--- What is needed ---
Whenever "await" appears in a line of the entries below, that line counts; give the total only.
━━━━━ Given entries ━━━━━
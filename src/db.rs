//! SQLite database connection management.
//!
//! One database file holds the snapshot tables and, for the `sqlite`
//! vector backend, the collections themselves. WAL mode is enabled so
//! status queries can read while a sync run writes.

use anyhow::Result;
use sqlx::sqlite::{SqliteConnectOptions, SqlitePool, SqlitePoolOptions};
use std::path::Path;
use std::str::FromStr;

use crate::config::Config;

/// Create a connection pool to the configured snapshot database.
pub async fn connect(config: &Config) -> Result<SqlitePool> {
    connect_path(&config.snapshot.path).await
}

/// Create a connection pool to the database at `db_path`.
///
/// - Creates the database file and parent directories if they don't exist.
/// - Enables WAL journal mode for concurrent read/write.
pub async fn connect_path(db_path: &Path) -> Result<SqlitePool> {
    // Ensure parent directory exists
    if let Some(parent) = db_path.parent() {
        if !parent.as_os_str().is_empty() {
            std::fs::create_dir_all(parent)?;
        }
    }

    let options = SqliteConnectOptions::from_str(&format!("sqlite:{}", db_path.display()))?
        .create_if_missing(true)
        .journal_mode(sqlx::sqlite::SqliteJournalMode::Wal)
        .busy_timeout(std::time::Duration::from_secs(10));

    let pool = SqlitePoolOptions::new()
        .max_connections(5)
        .connect_with(options)
        .await?;

    Ok(pool)
}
━━━━━
--- Exercise result ---
2